They did not end up interacting at the restaurant, and Peterson told the CPO panel that he neither remembered she worked at that location nor saw her there. The panel found the explanation reasonable.

Shortly after Peterson’s visit to the restaurant, in the early hours of January 19, 2017, she wrote to politely remind him that she worked there.

“I understand I am no longer your client, but I would hope where I work would be of some consideration for you when eating out in the future. … I don’t have much, but I have that job. Please be more careful.”

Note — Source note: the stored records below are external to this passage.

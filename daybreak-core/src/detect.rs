//! Breakout classification — a pure function over one bar and the
//! previous day's levels.

use crate::domain::{Bar, Direction};

/// A classified breakout with an entry direction.
///
/// Carries everything the scheduler needs to build a [`crate::domain::Signal`]
/// except the bar's own date, close, and index.
#[derive(Debug, Clone, PartialEq)]
pub struct Breakout {
    pub direction: Direction,
    pub reference_level: f64,
    pub reason: &'static str,
}

pub const REASON_BODY_ABOVE_HIGH: &str = "body above previous high";
pub const REASON_WICK_ABOVE_HIGH: &str = "body below previous high, wick touched above";
pub const REASON_BODY_BELOW_LOW: &str = "body below previous low";
pub const REASON_WICK_BELOW_LOW: &str = "body above previous low, wick touched below";

/// Classify a bar against the previous day's high/low.
///
/// The high-breakout branch is checked first and, once its trigger
/// condition holds, the low branch is never evaluated — even if the bar
/// pierces both levels. That ordering is a deliberate tie-break.
///
/// A bar whose body straddles or exactly touches the broken level is a
/// detected breakout with no tradable direction, so it yields `None`.
pub fn detect(bar: &Bar, previous_high: Option<f64>, previous_low: Option<f64>) -> Option<Breakout> {
    let (ph, pl) = (previous_high?, previous_low?);

    if bar.high > ph {
        if bar.open > ph && bar.close > ph {
            // Body cleared the level: trend continuation long.
            return Some(Breakout {
                direction: Direction::Long,
                reference_level: ph,
                reason: REASON_BODY_ABOVE_HIGH,
            });
        }
        if bar.open < ph && bar.close < ph {
            // Only the wick pierced: counter-trend fade short.
            return Some(Breakout {
                direction: Direction::Short,
                reference_level: ph,
                reason: REASON_WICK_ABOVE_HIGH,
            });
        }
        return None;
    }

    if bar.low < pl {
        if bar.open < pl && bar.close < pl {
            return Some(Breakout {
                direction: Direction::Short,
                reference_level: pl,
                reason: REASON_BODY_BELOW_LOW,
            });
        }
        if bar.open > pl && bar.close > pl {
            return Some(Breakout {
                direction: Direction::Long,
                reference_level: pl,
                reason: REASON_WICK_BELOW_LOW,
            });
        }
        return None;
    }

    None
}
//! Daybreak Runner — backtest orchestration around `daybreak-core`.
//!
//! Loads a TOML run configuration, drives the core pipeline, assembles
//! the externally-facing report (field names are a compatibility
//! contract with downstream export consumers), and writes artifacts.

pub mod config;
pub mod export;
pub mod report;
pub mod runner;

pub use config::{BacktestConfig, ConfigError};
pub use export::{export_report, ArtifactPaths};
pub use report::{BacktestReport, DailyResult, ReportMetadata, ReportSummary, TradeDetail};
pub use runner::{run_backtest, RunError, STRATEGY_NAME};
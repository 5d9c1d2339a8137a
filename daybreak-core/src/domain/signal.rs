//! Signal — a breakout entry decision, immutable once created.

use chrono::NaiveDate;
use serde::{Deserialize, Serialize};

/// Trade direction.
#[derive(Debug, Clone, Copy, PartialEq, Eq, Serialize, Deserialize)]
#[serde(rename_all = "SCREAMING_SNAKE_CASE")]
pub enum Direction {
    Long,
    Short,
}

impl Direction {
    pub fn as_str(&self) -> &'static str {
        match self {
            Direction::Long => "LONG",
            Direction::Short => "SHORT",
        }
    }
}

/// One entry signal, emitted by the scheduler. At most one per calendar
/// date; entry price is always the triggering bar's close.
#[derive(Debug, Clone, Serialize, Deserialize)]
pub struct Signal {
    pub date: NaiveDate,
    pub direction: Direction,
    pub entry_price: f64,
    /// The previous-day level the bar broke through.
    pub reference_level: f64,
    /// Human-readable classification, e.g. "body above previous high".
    pub reason: String,
    /// Index of the triggering bar in the input sequence.
    pub source_bar_index: usize,
}
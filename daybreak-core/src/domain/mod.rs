//! Domain types shared across the pipeline.

pub mod bar;
pub mod signal;
pub mod state;
pub mod trade;

pub use bar::Bar;
pub use signal::{Direction, Signal};
pub use state::{DayOutcome, RunState};
pub use trade::{ExitReason, Trade};
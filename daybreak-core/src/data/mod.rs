//! Market data providers.
//!
//! The core pipeline consumes a fully-materialized, ordered bar
//! sequence; everything transient (network, rate limits, retries) stays
//! behind the [`BarProvider`] trait in this module.

pub mod binance;
pub mod provider;
pub mod synthetic;

pub use binance::BinanceProvider;
pub use provider::{BarProvider, DataError};
pub use synthetic::SyntheticProvider;
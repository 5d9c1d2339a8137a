//! Performance aggregation — pure functions from a finished run to
//! summary statistics. Every reported field is rounded to 2 decimals.

use crate::domain::state::round2;
use crate::domain::{RunState, Trade};
use serde::{Deserialize, Serialize};

/// Aggregate statistics for one backtest run.
#[derive(Debug, Clone, PartialEq, Serialize, Deserialize)]
pub struct Summary {
    pub total_trades: usize,
    pub winning_trades: usize,
    pub losing_trades: usize,
    pub win_rate: f64,
    pub total_return: f64,
    pub total_return_percent: f64,
    pub final_balance: f64,
    pub avg_win: f64,
    pub avg_loss: f64,
    /// Gross wins over gross losses; `None` when there are no losing
    /// trades (serialized as null rather than a sentinel).
    pub profit_factor: Option<f64>,
    pub max_drawdown: f64,
    pub max_drawdown_percent: f64,
}

impl Summary {
    /// Reduce a completed run into summary statistics.
    pub fn compute(state: &RunState, initial_capital: f64) -> Self {
        let trades = &state.trades;
        // A trade with result_usd == 0 belongs to neither bucket.
        let winners: Vec<&Trade> = trades.iter().filter(|t| t.result_usd > 0.0).collect();
        let losers: Vec<&Trade> = trades.iter().filter(|t| t.result_usd < 0.0).collect();

        let win_rate = if trades.is_empty() {
            0.0
        } else {
            winners.len() as f64 / trades.len() as f64 * 100.0
        };

        let gross_win: f64 = winners.iter().map(|t| t.result_usd).sum();
        let gross_loss: f64 = losers.iter().map(|t| t.result_usd.abs()).sum();

        let avg_win = if winners.is_empty() {
            0.0
        } else {
            gross_win / winners.len() as f64
        };
        let avg_loss = if losers.is_empty() {
            0.0
        } else {
            gross_loss / losers.len() as f64
        };

        let profit_factor = if losers.is_empty() {
            None
        } else {
            Some(round2(gross_win / gross_loss))
        };

        let final_balance = state.current_balance;
        let total_return = final_balance - initial_capital;
        let (max_drawdown, max_drawdown_percent) =
            balance_drawdown(&state.balance_curve(initial_capital));

        Self {
            total_trades: trades.len(),
            winning_trades: winners.len(),
            losing_trades: losers.len(),
            win_rate: round2(win_rate),
            total_return: round2(total_return),
            total_return_percent: round2(total_return / initial_capital * 100.0),
            final_balance: round2(final_balance),
            avg_win: round2(avg_win),
            avg_loss: round2(avg_loss),
            profit_factor,
            max_drawdown: round2(max_drawdown),
            max_drawdown_percent: round2(max_drawdown_percent),
        }
    }
}

/// Peak-to-trough decline of the balance curve, as a positive USD
/// amount and as percent of the peak at the time. Returns (0, 0) for a
/// flat or monotonically rising curve.
fn balance_drawdown(curve: &[f64]) -> (f64, f64) {
    let mut peak = f64::MIN;
    let mut max_dd = 0.0_f64;
    let mut max_dd_pct = 0.0_f64;

    for &balance in curve {
        if balance > peak {
            peak = balance;
        }
        let dd = peak - balance;
        if dd > max_dd {
            max_dd = dd;
            max_dd_pct = if peak > 0.0 { dd / peak * 100.0 } else { 0.0 };
        }
    }
    (max_dd, max_dd_pct)
}
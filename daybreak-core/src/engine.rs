//! Full pipeline: bars → levels → signals → sequential trade fold.

use crate::config::StrategyParams;
use crate::domain::{Bar, RunState, Signal};
use crate::error::EngineError;
use crate::levels::{self, DayLevels};
use crate::schedule;
use crate::simulate;
use chrono::NaiveDate;
use std::collections::BTreeMap;

/// Everything a caller needs to build a report from one run.
#[derive(Debug, Clone)]
pub struct RunOutput {
    pub state: RunState,
    pub signals: Vec<Signal>,
    pub levels: BTreeMap<NaiveDate, DayLevels>,
    pub first_date: NaiveDate,
    pub last_date: NaiveDate,
    pub total_days: usize,
}

/// Run the whole backtest over an ordered bar sequence.
///
/// Parameters are validated first and bar ordering is checked before
/// any simulation; at least two distinct calendar days are required,
/// since the first day has no reference levels. Trades are simulated as
/// a left-fold over days in chronological order — trade N's position
/// size reads the balance trade N−1 left, which makes the sequential
/// ordering a correctness requirement, not an optimization.
pub fn run_backtest(bars: &[Bar], params: &StrategyParams) -> Result<RunOutput, EngineError> {
    params.validate()?;

    for (index, pair) in bars.windows(2).enumerate() {
        if pair[1].open_time <= pair[0].open_time {
            return Err(EngineError::UnorderedBars { index: index + 1 });
        }
    }

    let levels = levels::day_levels(bars);
    if levels.len() < 2 {
        return Err(EngineError::InsufficientData { days: levels.len() });
    }

    let signals = schedule::scan(bars, &levels);
    let mut by_date: BTreeMap<NaiveDate, &Signal> =
        signals.iter().map(|s| (s.date, s)).collect();

    let mut state = RunState::new(params.initial_capital);
    for date in levels.keys() {
        state = match by_date.remove(date) {
            Some(signal) => {
                let id = state.trades.len() + 1;
                let trade =
                    simulate::simulate_trade(id, signal, bars, state.current_balance, params);
                state.record_trade(trade)
            }
            None => state.record_flat_day(*date),
        };
    }

    let first_date = *levels.keys().next().expect("levels checked non-empty");
    let last_date = *levels.keys().next_back().expect("levels checked non-empty");
    Ok(RunOutput {
        total_days: levels.len(),
        first_date,
        last_date,
        state,
        signals,
        levels,
    })
}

The following week, she emailed a request for appointment receipts, so that she could seek reimbursement from her employer’s benefits program.

It was to the same Gmail address with which they’d communicated throughout their client-therapist relationship, but she received an apparent auto-reply:

I am trying to answer the majority of the emails that I am receiving. Many people are sending me carefully thought­ through, heartfelt and often profound letters, as well as words of support, which I appreciate and which have been practically very helpful. However, I literally cannot keep up. A few days occupied with other matters and I am hundreds of emails behind.

Please do not presume that your email is unwanted or unwelcome (or, indeed, in most cases, unread), and please do not feel slighted if you do not receive an answer. I would like to answer every letter but it is simply impossible to do that and to maintain my other obligations.

If you are writing a letter, and you would allow me to make it public, please indicate (and also whether you would want identifiers stripped away beforehand). I would like to make an accessible archive of such writing, partly because so much of what I have received is of such high quality.

Many of you have also been concerned about the volume of hate mail that I might be receiving. I have received a total of three negative letters, none of which could be truly considered hate mail. That’s it, for the last four months. Perhaps I have received something approximating two thousand letters of support over that time period. So that’s a pretty good ratio.

Truly, thank you for writing.

Sincerely,

Dr. Jordan B Peterson

Samantha didn’t hear back about the receipts and so tried again three days later.

She got the same auto-reply: “I am trying to answer the majority of the emails that I am receiving…”

She tried again the following week.

Again: “I am trying to answer the majority…”

She responded, “THIS IS A HORRIBLE WAY TO TREAT PEOPLE!!!!!”

Again: “I am trying to answer…”

In its decision, the CPO panel expressed concern that such auto-replies “may have invited the involvement of Dr. Peterson’s clients into his personal or academic matters unrelated to his clinical practice in an inappropriate manner” and that they “might reasonably be interpreted by a client as Dr. Peterson indicating that he was dealing with other matters and was not available to assist them.”

In mid-February, Samantha got in touch with U of T’s Department of Psychology, which forwarded her message to Peterson and left him a hard copy. At 11:40 that night, he emailed her: “I have been swamped with emails. Apologies for missing this. I will take care of this this weekend. I hope that you are doing well.”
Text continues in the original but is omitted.